How to represent code invariants
I wanted to write a bit about how we represent code invariants, specifically when those invariants cannot be easily expressed or enforced by the language, in this case the Swift programming language. When we talk about invariants Wikipedia’s definition explains it quite well:
In computer science, an invariant is a condition that can be relied upon to be true during execution of a program, or during some portion of it.

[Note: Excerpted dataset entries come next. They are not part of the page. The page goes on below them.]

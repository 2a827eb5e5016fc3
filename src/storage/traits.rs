//! Storage traits and error types
//!
//! This module defines the trait interface the crawl core needs from the
//! persistent store and the associated error types.

use crate::catalog::{CatalogEntry, CycleStats, DedupResult};
use async_trait::async_trait;
use thiserror::Error;

/// Errors that can occur during storage operations
#[derive(Debug, Error)]
pub enum StoreError {
    #[error("SQLite error: {0}")]
    Sqlite(#[from] rusqlite::Error),

    #[error("Database lock poisoned")]
    Poisoned,

    #[error("Storage task failed: {0}")]
    Task(String),

    #[error("Constraint violation: {0}")]
    ConstraintViolation(String),
}

/// Result type for storage operations
pub type StoreResult<T> = Result<T, StoreError>;

/// Persistence operations used by the upsert pipeline and the coordinator
///
/// Implementations must serialize conflicting writes themselves; the pipeline
/// calls these methods from several workers at once.
#[async_trait]
pub trait CatalogStore: Send + Sync {
    /// Inserts or updates a record keyed by identity
    ///
    /// # Returns
    ///
    /// The surrogate key of the record
    async fn upsert_by_identity(&self, entry: &CatalogEntry) -> StoreResult<i64>;

    /// Inserts or updates a record, reporting whether it was new
    ///
    /// Matching order:
    /// 1. exact `(title, url)`: the identity is rewritten to the incoming one
    /// 2. identity: title and url are rewritten
    /// 3. otherwise a new record is inserted
    async fn upsert_with_status(&self, entry: &CatalogEntry) -> StoreResult<DedupResult>;

    /// Checks whether a record has this identity
    async fn exists_by_identity(&self, identity: &str) -> StoreResult<bool>;

    /// Checks whether any record has this URL
    async fn exists_by_url(&self, url: &str) -> StoreResult<bool>;

    /// Counts all records
    async fn count_all(&self) -> StoreResult<u64>;

    /// Appends a finished cycle to the cycle history
    async fn record_cycle(&self, _stats: &CycleStats) -> StoreResult<()> {
        Ok(())
    }
}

It is a logical assertion that is held to always be true during a certain phase of execution. For example, a loop invariant is a condition that is true at the beginning and end of every execution of a loop.
Basically something that we know it’s always true and won’t change. Otherwise somebody made a serious mistake and our program would probably crash. Now that we have defined some terminology lets jump right down to the code.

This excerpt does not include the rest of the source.